[Collected data]
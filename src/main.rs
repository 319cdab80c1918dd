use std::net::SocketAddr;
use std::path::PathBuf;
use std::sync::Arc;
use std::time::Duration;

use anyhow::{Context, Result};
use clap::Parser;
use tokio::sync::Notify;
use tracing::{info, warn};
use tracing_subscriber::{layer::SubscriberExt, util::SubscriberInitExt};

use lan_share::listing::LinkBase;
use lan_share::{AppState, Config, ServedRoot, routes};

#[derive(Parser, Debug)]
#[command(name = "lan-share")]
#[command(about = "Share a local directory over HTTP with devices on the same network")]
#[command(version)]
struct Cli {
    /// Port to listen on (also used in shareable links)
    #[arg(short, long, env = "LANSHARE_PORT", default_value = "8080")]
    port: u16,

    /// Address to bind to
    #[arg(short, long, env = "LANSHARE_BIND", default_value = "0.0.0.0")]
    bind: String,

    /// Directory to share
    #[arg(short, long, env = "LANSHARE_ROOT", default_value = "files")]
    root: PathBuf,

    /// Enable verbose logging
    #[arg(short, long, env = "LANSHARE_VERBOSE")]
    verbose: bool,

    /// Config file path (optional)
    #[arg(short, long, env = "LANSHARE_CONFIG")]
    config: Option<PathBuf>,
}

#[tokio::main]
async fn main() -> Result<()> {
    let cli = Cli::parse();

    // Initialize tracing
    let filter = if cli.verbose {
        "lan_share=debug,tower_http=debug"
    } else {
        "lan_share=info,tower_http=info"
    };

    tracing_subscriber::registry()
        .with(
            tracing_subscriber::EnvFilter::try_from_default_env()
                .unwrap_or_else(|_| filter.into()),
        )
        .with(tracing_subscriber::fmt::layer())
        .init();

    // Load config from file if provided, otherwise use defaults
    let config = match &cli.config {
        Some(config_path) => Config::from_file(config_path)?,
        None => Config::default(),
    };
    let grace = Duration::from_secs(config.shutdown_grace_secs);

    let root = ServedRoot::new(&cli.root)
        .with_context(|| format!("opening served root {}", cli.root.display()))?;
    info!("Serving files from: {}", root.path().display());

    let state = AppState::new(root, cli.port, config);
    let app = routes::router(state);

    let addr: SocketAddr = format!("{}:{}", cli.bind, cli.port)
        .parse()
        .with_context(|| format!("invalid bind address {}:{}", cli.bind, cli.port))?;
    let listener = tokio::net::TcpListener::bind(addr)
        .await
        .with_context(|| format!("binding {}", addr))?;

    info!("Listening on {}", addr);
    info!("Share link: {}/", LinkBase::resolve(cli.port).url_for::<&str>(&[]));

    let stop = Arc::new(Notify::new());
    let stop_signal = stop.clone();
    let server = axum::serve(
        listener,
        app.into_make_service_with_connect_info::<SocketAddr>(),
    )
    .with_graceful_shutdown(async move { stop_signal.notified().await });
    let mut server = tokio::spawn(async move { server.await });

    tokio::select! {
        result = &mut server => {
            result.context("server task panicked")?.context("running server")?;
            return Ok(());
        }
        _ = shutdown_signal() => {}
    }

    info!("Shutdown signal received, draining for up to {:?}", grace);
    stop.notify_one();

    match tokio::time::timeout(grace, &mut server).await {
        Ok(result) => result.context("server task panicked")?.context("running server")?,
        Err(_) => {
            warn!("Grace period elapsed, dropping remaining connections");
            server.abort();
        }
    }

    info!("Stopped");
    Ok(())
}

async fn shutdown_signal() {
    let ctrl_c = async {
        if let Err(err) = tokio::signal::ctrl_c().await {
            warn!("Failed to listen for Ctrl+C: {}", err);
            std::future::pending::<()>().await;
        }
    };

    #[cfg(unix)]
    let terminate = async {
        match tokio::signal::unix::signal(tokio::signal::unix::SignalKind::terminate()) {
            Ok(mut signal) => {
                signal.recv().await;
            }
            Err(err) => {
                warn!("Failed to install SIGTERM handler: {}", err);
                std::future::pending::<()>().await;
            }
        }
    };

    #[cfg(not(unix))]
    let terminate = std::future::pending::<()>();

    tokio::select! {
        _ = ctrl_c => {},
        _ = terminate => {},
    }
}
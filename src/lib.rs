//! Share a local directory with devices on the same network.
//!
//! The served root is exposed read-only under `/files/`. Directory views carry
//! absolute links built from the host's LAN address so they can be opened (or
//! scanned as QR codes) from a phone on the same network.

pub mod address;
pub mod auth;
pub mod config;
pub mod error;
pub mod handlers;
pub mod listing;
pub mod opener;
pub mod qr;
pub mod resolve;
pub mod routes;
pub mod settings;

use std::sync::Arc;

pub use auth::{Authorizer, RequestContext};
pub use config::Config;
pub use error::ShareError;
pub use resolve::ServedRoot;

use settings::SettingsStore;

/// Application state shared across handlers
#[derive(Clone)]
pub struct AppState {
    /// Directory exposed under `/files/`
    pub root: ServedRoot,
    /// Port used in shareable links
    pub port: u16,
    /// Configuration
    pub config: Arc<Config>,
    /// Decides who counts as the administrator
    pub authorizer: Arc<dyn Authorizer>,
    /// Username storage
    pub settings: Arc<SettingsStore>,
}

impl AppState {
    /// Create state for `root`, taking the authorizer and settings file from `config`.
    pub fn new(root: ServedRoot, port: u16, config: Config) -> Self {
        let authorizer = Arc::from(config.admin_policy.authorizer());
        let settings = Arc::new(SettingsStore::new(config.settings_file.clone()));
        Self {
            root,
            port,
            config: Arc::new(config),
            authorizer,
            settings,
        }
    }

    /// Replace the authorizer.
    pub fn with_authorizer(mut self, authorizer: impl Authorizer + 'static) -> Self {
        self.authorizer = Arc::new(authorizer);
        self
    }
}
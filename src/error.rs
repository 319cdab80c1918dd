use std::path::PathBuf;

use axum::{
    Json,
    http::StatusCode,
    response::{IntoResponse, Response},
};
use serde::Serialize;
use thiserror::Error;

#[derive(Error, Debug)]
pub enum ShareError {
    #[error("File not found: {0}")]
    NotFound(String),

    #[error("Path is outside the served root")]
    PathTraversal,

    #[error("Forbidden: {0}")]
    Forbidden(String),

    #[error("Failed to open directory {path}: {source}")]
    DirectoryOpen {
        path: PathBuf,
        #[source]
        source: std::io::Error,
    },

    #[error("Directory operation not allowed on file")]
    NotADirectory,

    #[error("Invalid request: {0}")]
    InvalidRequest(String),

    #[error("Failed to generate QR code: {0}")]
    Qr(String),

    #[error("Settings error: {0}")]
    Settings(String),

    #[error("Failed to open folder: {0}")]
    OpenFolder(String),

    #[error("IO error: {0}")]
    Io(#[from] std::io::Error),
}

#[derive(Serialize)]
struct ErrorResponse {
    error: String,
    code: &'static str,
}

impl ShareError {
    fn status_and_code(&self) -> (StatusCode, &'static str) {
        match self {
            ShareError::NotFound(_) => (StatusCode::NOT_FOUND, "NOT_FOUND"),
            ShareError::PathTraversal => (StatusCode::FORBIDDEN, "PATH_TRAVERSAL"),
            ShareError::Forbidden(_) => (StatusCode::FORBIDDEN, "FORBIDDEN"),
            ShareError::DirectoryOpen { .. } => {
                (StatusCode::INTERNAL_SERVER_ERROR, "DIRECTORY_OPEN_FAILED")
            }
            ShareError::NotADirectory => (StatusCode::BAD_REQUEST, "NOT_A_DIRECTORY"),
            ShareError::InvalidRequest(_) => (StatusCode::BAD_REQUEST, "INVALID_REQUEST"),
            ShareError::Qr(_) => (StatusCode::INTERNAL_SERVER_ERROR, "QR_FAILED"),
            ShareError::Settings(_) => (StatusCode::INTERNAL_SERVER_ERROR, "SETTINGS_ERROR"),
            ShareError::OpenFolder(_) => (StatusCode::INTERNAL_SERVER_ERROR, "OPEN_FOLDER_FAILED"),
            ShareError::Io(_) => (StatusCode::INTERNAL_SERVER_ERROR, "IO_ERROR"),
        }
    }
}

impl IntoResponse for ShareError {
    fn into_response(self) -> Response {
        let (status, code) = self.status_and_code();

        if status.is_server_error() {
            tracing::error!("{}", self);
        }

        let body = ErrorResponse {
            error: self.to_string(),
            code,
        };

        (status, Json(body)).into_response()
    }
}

* * *

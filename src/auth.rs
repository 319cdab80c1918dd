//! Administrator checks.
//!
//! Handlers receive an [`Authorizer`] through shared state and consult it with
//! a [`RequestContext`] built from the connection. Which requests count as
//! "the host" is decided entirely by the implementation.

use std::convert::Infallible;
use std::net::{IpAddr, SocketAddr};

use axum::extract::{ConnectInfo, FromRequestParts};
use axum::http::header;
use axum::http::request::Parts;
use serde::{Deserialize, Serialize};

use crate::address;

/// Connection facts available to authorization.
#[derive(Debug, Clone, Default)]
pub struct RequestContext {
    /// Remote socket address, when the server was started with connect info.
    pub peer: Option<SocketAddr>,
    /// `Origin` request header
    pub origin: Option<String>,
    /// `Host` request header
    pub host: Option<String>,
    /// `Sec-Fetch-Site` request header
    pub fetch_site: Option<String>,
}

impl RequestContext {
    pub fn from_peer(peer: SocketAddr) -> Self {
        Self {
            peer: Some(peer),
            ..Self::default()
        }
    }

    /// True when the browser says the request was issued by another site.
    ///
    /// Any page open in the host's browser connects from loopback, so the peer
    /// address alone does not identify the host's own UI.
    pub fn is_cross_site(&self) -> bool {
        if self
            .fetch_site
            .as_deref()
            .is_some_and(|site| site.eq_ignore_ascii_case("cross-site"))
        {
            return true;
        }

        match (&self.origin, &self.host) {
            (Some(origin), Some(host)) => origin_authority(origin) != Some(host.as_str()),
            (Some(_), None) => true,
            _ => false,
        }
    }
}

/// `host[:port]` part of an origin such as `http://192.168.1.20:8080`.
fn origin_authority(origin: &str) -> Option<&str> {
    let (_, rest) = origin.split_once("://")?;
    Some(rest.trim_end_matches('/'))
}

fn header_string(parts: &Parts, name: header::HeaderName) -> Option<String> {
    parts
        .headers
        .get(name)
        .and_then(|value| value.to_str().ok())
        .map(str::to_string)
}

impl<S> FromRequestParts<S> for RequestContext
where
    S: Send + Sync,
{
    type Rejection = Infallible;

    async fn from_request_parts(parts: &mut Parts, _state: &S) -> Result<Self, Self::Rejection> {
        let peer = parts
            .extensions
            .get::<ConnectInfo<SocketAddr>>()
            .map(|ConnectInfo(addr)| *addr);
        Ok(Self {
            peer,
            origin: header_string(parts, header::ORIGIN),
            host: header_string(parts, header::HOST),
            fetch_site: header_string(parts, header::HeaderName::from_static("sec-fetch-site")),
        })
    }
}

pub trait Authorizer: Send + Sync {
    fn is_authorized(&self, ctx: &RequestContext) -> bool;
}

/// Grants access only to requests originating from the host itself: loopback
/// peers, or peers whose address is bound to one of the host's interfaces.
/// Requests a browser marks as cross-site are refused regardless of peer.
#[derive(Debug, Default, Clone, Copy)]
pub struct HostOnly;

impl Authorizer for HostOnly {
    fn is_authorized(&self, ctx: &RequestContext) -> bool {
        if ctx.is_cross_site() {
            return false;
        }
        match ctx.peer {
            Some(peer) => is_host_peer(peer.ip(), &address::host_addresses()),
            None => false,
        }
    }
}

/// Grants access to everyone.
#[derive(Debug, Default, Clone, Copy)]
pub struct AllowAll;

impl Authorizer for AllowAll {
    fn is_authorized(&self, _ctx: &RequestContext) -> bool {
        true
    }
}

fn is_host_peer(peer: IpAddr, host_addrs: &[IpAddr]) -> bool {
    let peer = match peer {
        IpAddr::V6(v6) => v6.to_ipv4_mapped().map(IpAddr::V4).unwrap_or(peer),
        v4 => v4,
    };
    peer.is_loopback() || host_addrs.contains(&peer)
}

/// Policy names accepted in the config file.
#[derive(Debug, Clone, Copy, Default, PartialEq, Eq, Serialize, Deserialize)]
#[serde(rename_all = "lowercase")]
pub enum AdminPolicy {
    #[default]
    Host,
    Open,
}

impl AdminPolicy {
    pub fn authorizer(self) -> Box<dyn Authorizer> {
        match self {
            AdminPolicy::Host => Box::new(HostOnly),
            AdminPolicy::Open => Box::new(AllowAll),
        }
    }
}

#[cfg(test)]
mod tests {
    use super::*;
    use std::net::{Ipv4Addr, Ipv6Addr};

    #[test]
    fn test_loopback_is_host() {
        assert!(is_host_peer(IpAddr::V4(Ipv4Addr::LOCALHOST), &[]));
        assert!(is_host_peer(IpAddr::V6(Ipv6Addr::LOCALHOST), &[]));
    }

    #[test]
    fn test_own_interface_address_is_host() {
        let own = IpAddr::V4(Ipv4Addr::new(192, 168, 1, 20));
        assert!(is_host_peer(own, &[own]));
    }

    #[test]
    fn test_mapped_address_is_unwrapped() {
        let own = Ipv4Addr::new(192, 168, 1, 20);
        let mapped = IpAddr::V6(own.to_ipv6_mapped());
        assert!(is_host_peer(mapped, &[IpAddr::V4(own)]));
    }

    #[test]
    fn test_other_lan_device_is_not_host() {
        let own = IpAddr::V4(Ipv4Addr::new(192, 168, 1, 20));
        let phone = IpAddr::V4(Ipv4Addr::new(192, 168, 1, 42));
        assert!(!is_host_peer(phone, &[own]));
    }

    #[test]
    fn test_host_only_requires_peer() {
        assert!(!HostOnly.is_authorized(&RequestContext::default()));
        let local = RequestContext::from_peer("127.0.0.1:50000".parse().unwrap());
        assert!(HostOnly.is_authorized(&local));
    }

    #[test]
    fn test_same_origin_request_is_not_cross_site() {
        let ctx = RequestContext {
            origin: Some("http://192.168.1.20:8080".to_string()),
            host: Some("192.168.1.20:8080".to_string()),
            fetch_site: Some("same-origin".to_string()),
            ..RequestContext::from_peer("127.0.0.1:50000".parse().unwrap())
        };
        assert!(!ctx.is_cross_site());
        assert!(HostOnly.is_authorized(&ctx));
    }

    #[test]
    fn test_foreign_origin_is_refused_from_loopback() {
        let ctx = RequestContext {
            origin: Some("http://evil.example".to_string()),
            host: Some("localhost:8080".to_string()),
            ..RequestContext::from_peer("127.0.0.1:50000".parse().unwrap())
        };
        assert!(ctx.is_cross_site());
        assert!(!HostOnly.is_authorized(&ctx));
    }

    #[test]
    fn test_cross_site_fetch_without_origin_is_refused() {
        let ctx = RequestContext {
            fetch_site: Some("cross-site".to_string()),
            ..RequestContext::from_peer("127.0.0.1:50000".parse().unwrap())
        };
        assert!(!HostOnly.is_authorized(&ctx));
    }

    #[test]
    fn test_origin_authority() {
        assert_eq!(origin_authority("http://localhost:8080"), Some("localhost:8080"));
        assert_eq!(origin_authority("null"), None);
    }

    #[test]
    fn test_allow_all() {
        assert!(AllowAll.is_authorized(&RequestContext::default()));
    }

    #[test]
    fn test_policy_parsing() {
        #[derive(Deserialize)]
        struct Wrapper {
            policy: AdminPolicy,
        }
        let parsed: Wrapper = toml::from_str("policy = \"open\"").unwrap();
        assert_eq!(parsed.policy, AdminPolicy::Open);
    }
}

--

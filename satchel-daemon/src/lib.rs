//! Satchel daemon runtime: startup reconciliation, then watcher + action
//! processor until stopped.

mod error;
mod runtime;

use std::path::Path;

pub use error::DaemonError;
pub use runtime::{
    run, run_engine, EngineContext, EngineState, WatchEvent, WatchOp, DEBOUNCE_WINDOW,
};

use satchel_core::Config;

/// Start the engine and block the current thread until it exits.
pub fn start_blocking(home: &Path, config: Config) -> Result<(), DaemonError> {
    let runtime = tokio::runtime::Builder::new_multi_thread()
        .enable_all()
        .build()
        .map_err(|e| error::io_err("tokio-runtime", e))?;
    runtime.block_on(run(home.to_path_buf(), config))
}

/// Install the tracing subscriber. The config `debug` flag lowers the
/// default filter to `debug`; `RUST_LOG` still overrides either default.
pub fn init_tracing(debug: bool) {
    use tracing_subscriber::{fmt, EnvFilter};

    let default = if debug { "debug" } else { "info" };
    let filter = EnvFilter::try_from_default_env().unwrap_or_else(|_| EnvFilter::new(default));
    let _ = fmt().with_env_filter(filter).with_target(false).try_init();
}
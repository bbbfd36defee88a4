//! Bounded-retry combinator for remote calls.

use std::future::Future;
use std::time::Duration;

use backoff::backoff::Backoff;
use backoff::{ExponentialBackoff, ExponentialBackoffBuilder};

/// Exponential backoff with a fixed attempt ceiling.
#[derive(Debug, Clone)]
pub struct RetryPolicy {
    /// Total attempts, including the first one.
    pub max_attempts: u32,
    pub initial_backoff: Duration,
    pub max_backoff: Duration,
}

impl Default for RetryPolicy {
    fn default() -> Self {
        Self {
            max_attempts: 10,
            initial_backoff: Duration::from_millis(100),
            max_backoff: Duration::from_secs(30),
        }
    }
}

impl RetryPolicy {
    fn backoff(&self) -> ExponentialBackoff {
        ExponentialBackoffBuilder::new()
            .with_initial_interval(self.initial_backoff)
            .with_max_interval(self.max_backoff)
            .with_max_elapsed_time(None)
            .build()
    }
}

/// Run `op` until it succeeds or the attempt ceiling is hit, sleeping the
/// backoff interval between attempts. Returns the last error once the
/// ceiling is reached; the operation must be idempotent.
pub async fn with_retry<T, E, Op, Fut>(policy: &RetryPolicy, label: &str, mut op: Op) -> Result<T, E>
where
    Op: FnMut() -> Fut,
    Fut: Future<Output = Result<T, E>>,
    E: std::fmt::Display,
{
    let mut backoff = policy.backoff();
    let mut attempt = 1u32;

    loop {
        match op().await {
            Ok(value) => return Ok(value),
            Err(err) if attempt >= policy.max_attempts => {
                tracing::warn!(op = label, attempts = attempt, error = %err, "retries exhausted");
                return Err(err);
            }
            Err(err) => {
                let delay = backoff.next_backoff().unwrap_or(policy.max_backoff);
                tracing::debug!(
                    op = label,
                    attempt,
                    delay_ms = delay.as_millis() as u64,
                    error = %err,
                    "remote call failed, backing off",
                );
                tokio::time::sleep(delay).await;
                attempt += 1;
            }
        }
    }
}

● **Task instructions**
Each line of the entries above that has the word "bool" is to be copied.

● **Solution**
    verbose: bool,
    pub fn is_cross_site(&self) -> bool {
    fn is_authorized(&self, ctx: &RequestContext) -> bool;
    fn is_authorized(&self, ctx: &RequestContext) -> bool {
    fn is_authorized(&self, _ctx: &RequestContext) -> bool {
fn is_host_peer(peer: IpAddr, host_addrs: &[IpAddr]) -> bool {
pub fn init_tracing(debug: bool) {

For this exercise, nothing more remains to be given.